EXTRACTED RECORDS:
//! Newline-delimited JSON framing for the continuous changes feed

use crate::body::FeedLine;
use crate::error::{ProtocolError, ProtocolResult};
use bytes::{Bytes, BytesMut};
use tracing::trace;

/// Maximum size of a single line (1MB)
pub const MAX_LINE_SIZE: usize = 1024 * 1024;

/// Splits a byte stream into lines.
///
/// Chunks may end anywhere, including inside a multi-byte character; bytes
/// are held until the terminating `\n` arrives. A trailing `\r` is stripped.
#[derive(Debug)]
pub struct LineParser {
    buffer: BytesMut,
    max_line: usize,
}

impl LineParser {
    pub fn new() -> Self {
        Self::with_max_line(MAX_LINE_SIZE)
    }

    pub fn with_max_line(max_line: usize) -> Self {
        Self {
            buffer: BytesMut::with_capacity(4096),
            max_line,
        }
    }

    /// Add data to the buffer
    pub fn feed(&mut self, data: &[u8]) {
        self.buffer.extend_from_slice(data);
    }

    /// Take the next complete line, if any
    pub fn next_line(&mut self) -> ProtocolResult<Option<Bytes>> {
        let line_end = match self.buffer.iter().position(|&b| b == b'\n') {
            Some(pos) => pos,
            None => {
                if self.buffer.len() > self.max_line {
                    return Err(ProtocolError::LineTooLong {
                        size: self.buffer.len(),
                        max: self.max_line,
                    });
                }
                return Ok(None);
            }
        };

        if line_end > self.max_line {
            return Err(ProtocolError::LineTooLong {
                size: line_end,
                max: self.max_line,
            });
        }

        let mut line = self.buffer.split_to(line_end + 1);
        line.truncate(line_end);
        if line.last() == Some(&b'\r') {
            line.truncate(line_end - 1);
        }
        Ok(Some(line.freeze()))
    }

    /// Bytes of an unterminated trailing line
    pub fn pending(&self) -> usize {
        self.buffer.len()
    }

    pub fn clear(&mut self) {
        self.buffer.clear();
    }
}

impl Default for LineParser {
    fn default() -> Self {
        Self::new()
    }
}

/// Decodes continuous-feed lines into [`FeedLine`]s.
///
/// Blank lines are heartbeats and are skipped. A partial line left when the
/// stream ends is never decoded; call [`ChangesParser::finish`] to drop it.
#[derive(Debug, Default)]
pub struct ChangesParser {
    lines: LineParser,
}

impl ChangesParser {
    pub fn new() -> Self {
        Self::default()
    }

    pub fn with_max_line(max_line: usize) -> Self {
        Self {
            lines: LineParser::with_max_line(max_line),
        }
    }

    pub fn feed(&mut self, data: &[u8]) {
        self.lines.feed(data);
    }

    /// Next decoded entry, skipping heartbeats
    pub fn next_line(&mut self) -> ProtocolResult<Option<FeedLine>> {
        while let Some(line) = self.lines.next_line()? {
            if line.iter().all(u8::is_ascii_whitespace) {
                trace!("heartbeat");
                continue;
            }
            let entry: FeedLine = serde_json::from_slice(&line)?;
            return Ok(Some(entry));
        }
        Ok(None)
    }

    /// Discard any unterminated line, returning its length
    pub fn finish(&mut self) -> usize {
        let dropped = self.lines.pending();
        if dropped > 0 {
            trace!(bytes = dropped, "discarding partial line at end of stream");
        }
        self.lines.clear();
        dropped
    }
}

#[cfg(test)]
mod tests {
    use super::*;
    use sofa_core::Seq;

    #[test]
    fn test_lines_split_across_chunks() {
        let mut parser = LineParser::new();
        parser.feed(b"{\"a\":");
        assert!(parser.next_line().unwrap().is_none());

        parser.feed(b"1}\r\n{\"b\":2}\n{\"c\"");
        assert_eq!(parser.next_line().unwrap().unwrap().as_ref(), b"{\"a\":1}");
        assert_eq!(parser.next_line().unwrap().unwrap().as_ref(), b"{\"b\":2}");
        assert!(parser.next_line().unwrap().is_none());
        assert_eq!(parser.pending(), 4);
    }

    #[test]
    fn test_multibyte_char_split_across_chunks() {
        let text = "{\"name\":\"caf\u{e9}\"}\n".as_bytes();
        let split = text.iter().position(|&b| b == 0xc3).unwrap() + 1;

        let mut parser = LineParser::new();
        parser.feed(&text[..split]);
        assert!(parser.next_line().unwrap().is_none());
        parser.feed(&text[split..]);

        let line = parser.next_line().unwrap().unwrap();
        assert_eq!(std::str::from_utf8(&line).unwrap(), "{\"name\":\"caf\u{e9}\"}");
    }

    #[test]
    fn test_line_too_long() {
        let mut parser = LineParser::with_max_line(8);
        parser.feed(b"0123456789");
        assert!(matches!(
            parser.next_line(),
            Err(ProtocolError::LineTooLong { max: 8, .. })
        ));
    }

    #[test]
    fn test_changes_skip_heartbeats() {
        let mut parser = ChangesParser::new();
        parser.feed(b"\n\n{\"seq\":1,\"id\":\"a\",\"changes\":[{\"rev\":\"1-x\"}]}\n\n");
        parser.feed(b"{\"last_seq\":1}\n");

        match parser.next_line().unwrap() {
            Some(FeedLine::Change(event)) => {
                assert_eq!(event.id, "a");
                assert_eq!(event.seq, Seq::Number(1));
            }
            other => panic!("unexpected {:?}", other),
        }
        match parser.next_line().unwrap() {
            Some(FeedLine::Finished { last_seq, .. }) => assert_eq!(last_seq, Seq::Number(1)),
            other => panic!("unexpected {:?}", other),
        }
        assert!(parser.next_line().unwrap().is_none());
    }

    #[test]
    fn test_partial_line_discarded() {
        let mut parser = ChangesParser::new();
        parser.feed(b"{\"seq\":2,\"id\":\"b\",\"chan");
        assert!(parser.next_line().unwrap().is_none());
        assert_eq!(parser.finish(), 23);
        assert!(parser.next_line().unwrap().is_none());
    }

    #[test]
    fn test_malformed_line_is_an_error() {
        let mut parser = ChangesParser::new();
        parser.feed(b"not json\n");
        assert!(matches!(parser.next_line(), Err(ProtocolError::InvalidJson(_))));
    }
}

THE TASK: In the listing above, find every line with the word "iter" and copy it out.

RESULT OF THIS TASK:
        let line_end = match self.buffer.iter().position(|&b| b == b'\n') {
            if line.iter().all(u8::is_ascii_whitespace) {
        let split = text.iter().position(|&b| b == 0xc3).unwrap() + 1;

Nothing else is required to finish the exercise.